I am wondering if pie does anything if the aslr is turned off on the system? Or is pie dependant on aslr? - linux

I am also wondering what does pie and what does aslr effect in memory as I understand, aslr randomizes addresses of libc base,stack and heap. And pie randomizes elf base and with that .text,.data,.bss,.rodata...
Is that correct or am I getting it wrong?

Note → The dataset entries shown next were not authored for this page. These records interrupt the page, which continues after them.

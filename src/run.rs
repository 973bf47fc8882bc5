use anyhow::Context;

use crate::cli;
use crate::config::SuiteConfig;
use crate::output;
use crate::suite;

pub async fn run(
    args: Vec<String>,
    mut stdout_additional: Option<&mut dyn std::io::Write>,
) -> anyhow::Result<()> {
    match cli::parser::parse_args(&args) {
        cli::parser::Command::Run { cases } => {
            let config = SuiteConfig::load().context("Failed to load configuration")?;
            run_cases(&config, &cases, &mut stdout_additional).await?;
        }
        cli::parser::Command::List => {
            for case in suite::cases() {
                let line = format!(
                    "{:<22} {:<6} -> {}  {}",
                    case.id.name(),
                    case.method.as_str(),
                    case.expected_status.as_u16(),
                    case.id.description()
                );
                output::println(&line, &mut stdout_additional)?;
            }
        }
        cli::parser::Command::Help => {
            output::println(cli::parser::USAGE, &mut stdout_additional)?;
        }
        cli::parser::Command::Unknown(message) => {
            output::println(cli::parser::USAGE, &mut stdout_additional)?;
            return Err(anyhow::anyhow!("Invalid command or arguments: {message}"));
        }
    }
    Ok(())
}

/// Runs `cases` in order, printing one line per case and a summary.
///
/// Returns the number of cases run when all of them passed.
pub async fn run_cases(
    config: &SuiteConfig,
    cases: &[suite::CaseId],
    stdout_additional: &mut Option<&mut dyn std::io::Write>,
) -> anyhow::Result<usize> {
    tracing::info!(
        base_url = config.base_url(),
        repository = %config.repository(),
        authenticated = config.credentials().is_some(),
        "running {} case(s)",
        cases.len()
    );

    let mut failed = 0;
    for id in cases {
        let outcome = suite::run_case(config, &suite::case(*id)).await;
        if !outcome.passed() {
            failed += 1;
        }
        output::println(&outcome.to_string(), stdout_additional)?;
    }

    output::println(
        &format!("\n{} passed; {} failed", cases.len() - failed, failed),
        stdout_additional,
    )?;
    if failed > 0 {
        return Err(anyhow::anyhow!("{failed} case(s) failed"));
    }
    Ok(cases.len())
}
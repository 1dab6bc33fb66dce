use std::fmt::{Debug, Formatter, Result as FmtResult};

/// Credentials of the signed-in user, passed to the client explicitly
#[derive(Clone, Default, PartialEq, Eq)]
pub struct Session {
    token: Option<String>,
}

impl Session {
    /// A session without credentials
    pub fn anonymous() -> Self {
        Self::default()
    }

    /// A session carrying a bearer token; blank tokens are ignored
    pub fn with_token(token: impl Into<String>) -> Self {
        let token = token.into();
        Self {
            token: (!token.trim().is_empty()).then(|| token.trim().to_string()),
        }
    }

    pub fn token(&self) -> Option<&str> {
        self.token.as_deref()
    }

    pub fn is_authenticated(&self) -> bool {
        self.token.is_some()
    }
}

impl Debug for Session {
    fn fmt(&self, f: &mut Formatter<'_>) -> FmtResult {
        // Only show whether a token is present
        f.debug_struct("Session")
            .field("authenticated", &self.is_authenticated())
            .finish()
    }
}
use serde::{Deserialize, Serialize};
use std::collections::HashMap;

/// Badge color used when a subject has none or is unknown
pub const DEFAULT_SUBJECT_COLOR: &str = "#3b82f6";

/// Trims names, drops empty ones and keeps the first occurrence of each
pub(crate) fn normalize_names<I, S>(names: I) -> Vec<String>
where
    I: IntoIterator<Item = S>,
    S: AsRef<str>,
{
    let mut unique: Vec<String> = Vec::new();

    for name in names {
        let name = name.as_ref().trim();
        if !name.is_empty() && !unique.iter().any(|seen| seen == name) {
            unique.push(name.to_string());
        }
    }

    unique
}

/// Splits a `+`-delimited teacher field into individual names
///
/// # Examples
/// `"Alice + Bob++Alice"` becomes `["Alice", "Bob"]`
pub fn parse_teacher_field(raw: &str) -> Vec<String> {
    normalize_names(raw.split('+'))
}

/// A member of the teacher directory
#[derive(Debug, Clone, PartialEq, Eq, Serialize, Deserialize)]
pub struct Teacher {
    pub id: String,
    pub name: String,
    pub department: Option<String>,
    pub email: Option<String>,
}

/// A course offered for scheduling
#[derive(Debug, Clone, PartialEq, Serialize, Deserialize)]
pub struct Subject {
    pub id: String,
    pub name: String,
    pub code: String,
    pub credits: Option<f32>,
}

/// Display and staffing details of a subject
#[derive(Debug, Clone, Default, PartialEq, Eq, Serialize, Deserialize)]
pub struct SubjectDetail {
    pub display_name: String,
    /// Teachers historically associated with the subject
    pub teachers: Vec<String>,
    /// Rooms the subject can be held in, preferred first
    pub candidate_rooms: Vec<String>,
    pub display_color: Option<String>,
}

/// Subject details keyed by subject code, in insertion order
#[derive(Debug, Clone, Default, PartialEq, Eq, Serialize)]
pub struct SubjectCatalog {
    entries: Vec<(String, SubjectDetail)>,
    #[serde(skip)]
    positions: HashMap<String, usize>,
}

impl SubjectCatalog {
    pub fn new() -> Self {
        Self::default()
    }

    /// Adds a subject unless its code is already present.
    ///
    /// # Returns
    /// `true` if the detail was stored, `false` if an earlier one was kept
    pub fn insert(&mut self, code: impl Into<String>, detail: SubjectDetail) -> bool {
        let code = code.into();
        if self.positions.contains_key(&code) {
            return false;
        }

        self.positions.insert(code.clone(), self.entries.len());
        self.entries.push((code, detail));
        true
    }

    pub fn get(&self, code: &str) -> Option<&SubjectDetail> {
        self.positions.get(code).map(|&idx| &self.entries[idx].1)
    }

    pub fn contains(&self, code: &str) -> bool {
        self.positions.contains_key(code)
    }

    pub fn iter(&self) -> impl Iterator<Item = (&str, &SubjectDetail)> {
        self.entries
            .iter()
            .map(|(code, detail)| (code.as_str(), detail))
    }

    pub fn len(&self) -> usize {
        self.entries.len()
    }

    pub fn is_empty(&self) -> bool {
        self.entries.is_empty()
    }

    /// Badge color for a subject, falling back to [`DEFAULT_SUBJECT_COLOR`]
    pub fn color_for(&self, code: &str) -> &str {
        self.get(code)
            .and_then(|detail| detail.display_color.as_deref())
            .unwrap_or(DEFAULT_SUBJECT_COLOR)
    }

    /// Preferred room for a subject, empty if unknown
    pub fn default_room(&self, code: &str) -> &str {
        self.get(code)
            .and_then(|detail| detail.candidate_rooms.first())
            .map_or("", String::as_str)
    }
}

impl FromIterator<(String, SubjectDetail)> for SubjectCatalog {
    fn from_iter<I: IntoIterator<Item = (String, SubjectDetail)>>(iter: I) -> Self {
        let mut catalog = Self::new();
        for (code, detail) in iter {
            catalog.insert(code, detail);
        }
        catalog
    }
}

PIE requires position-independent code, costing a small amount of performance. (Or a large amount like 15% on ISAs like 32-bit x86 that don't easily support PC-relative addressing). See 32-bit absolute addresses no longer allowed in x86-64 Linux?.
With ASLR disabled, e.g. when running under GDB or with it disabled system-wide, Linux chooses a base address of 0x0000555555555000 to map the executable, so objdump -d addresses relative to the file start like 0x4000 end up at that high virtual address.
A PIE executable is an ELF shared object (like a .so), as opposed to an ELF "executable". An ELF executable has a base address in the ELF headers, set by the linker, so absolute addresses can be hard-coded into the machine code and data without needing relocations for fixups. (That's why there's no way to ASLR a proper ELF executable, only a PIE).
The mechanism that supports PIE was originally just a fun hack of putting an entry point in a library. Later people realized it would be useful for ASLR for static code/data in executables to be possible, so this existing support became official. (Or something like that; I haven't read up on the history.)
But anyway, ASLR is enabled by PIE, but PIE is a thing even with ASLR disabled, if you want the most general non-technical description.

Related

why non-pic code can't be totally ASLR using run-time fixups?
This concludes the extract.